(Excerpts from a dataset)
....

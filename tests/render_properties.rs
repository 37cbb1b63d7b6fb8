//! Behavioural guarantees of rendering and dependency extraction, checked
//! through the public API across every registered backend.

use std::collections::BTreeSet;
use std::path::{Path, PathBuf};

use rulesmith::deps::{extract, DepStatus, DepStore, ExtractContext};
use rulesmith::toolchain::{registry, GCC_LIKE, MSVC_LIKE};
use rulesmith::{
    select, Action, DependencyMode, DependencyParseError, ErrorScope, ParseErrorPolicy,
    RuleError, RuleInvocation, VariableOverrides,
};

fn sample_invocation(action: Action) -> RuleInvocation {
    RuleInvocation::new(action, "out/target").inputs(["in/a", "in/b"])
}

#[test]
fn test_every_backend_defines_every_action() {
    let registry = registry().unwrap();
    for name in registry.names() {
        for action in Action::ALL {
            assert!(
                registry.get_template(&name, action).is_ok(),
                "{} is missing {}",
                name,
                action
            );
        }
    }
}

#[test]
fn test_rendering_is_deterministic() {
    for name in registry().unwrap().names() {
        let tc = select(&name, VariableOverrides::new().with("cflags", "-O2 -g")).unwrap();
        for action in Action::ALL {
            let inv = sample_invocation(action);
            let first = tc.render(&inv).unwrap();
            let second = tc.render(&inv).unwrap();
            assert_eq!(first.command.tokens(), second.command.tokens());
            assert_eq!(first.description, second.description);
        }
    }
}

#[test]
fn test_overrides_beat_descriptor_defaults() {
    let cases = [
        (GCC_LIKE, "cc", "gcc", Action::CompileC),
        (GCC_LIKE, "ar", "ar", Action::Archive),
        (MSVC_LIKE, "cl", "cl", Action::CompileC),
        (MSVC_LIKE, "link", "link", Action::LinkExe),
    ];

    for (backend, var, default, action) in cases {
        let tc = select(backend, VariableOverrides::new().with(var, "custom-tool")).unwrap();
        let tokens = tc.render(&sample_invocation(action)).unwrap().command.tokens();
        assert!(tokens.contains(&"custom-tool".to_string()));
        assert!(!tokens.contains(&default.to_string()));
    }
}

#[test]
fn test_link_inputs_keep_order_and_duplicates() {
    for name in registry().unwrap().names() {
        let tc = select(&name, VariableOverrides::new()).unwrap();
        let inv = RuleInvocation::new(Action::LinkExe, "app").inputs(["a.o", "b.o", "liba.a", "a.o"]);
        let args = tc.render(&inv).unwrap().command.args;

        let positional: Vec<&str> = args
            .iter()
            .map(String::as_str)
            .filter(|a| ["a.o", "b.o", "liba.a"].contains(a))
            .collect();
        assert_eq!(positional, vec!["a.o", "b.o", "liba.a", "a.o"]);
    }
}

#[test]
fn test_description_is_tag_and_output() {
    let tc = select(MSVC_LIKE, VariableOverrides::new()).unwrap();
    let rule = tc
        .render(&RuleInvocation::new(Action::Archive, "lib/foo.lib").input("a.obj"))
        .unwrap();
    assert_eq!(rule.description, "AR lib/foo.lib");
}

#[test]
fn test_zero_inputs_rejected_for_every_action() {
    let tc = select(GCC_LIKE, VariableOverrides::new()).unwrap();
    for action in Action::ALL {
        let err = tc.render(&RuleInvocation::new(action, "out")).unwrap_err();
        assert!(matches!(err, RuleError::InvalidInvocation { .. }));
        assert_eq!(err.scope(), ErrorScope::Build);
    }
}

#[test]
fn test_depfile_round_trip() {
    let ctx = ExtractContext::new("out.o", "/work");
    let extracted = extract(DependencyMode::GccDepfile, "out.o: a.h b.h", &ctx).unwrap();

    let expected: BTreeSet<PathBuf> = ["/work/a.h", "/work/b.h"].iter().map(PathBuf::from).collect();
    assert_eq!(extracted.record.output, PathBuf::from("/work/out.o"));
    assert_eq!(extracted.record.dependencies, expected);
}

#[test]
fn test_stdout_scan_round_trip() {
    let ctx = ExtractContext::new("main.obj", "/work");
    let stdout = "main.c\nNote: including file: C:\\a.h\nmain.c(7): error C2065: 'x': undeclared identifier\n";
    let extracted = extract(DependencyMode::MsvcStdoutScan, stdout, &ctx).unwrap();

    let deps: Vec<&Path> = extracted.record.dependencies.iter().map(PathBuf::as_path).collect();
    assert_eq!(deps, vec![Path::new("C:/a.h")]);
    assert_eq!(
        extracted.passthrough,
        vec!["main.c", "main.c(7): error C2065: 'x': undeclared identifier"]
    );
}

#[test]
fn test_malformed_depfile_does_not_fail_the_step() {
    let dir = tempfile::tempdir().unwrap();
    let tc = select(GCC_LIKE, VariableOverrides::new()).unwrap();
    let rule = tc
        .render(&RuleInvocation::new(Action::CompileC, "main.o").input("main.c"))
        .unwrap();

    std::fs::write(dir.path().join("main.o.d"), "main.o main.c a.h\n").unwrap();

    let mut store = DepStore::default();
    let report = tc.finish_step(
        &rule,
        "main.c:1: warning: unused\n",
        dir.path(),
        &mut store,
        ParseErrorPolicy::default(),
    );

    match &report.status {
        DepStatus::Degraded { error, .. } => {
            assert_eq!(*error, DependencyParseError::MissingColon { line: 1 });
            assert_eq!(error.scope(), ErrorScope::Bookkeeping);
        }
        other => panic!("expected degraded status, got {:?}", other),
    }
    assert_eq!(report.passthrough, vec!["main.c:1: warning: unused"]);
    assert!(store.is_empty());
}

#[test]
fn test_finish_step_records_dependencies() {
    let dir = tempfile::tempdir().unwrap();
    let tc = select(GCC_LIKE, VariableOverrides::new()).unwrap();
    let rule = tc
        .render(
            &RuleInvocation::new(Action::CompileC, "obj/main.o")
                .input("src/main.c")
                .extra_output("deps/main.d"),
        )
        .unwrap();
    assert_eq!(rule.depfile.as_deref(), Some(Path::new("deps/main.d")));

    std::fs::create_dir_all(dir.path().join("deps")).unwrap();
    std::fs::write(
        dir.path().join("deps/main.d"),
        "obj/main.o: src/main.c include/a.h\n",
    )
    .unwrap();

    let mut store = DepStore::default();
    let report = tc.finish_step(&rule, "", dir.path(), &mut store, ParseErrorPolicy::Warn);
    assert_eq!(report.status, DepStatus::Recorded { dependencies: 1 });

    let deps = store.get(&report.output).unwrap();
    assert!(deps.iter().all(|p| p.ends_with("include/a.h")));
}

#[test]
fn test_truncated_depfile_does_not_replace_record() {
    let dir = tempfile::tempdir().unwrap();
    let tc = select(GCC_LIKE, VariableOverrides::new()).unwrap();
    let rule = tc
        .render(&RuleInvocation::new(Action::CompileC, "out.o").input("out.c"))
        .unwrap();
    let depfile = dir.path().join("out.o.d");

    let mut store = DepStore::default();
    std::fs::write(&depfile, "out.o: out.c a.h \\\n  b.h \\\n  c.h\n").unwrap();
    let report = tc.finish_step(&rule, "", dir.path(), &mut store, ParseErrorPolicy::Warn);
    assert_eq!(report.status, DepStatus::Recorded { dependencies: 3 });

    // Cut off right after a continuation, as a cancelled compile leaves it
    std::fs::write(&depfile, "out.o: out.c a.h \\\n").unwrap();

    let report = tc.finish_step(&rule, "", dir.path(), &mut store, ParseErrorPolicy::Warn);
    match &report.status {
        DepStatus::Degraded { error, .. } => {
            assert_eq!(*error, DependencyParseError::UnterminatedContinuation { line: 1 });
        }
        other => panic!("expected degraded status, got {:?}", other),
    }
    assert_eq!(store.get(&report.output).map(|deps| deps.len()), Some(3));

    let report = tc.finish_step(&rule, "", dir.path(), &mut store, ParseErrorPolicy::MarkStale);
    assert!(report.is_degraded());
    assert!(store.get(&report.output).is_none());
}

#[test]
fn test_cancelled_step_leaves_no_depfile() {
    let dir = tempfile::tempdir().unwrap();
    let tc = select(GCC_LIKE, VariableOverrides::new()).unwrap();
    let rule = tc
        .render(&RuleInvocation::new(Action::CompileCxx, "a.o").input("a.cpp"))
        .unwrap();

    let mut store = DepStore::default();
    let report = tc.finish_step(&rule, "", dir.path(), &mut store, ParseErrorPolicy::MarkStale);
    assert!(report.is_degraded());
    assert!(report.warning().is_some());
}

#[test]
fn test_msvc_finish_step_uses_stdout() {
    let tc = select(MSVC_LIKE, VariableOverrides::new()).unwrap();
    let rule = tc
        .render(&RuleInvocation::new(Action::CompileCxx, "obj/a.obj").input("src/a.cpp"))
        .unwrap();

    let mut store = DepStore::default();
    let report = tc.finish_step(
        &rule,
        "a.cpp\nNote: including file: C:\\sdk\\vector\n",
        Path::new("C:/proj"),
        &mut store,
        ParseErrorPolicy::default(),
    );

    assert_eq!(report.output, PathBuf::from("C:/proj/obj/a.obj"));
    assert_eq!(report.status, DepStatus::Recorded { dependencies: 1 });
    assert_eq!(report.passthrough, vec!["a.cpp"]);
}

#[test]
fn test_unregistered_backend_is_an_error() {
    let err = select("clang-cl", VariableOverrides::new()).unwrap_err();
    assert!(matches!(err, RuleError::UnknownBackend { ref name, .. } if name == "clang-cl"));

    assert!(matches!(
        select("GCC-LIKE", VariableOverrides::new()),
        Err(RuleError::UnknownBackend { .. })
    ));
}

....

→ **Work required**: Take every line from the records that holds "Archive" and copy it down.

→ **Response**:
        (GCC_LIKE, "ar", "ar", Action::Archive),
        .render(&RuleInvocation::new(Action::Archive, "lib/foo.lib").input("a.obj"))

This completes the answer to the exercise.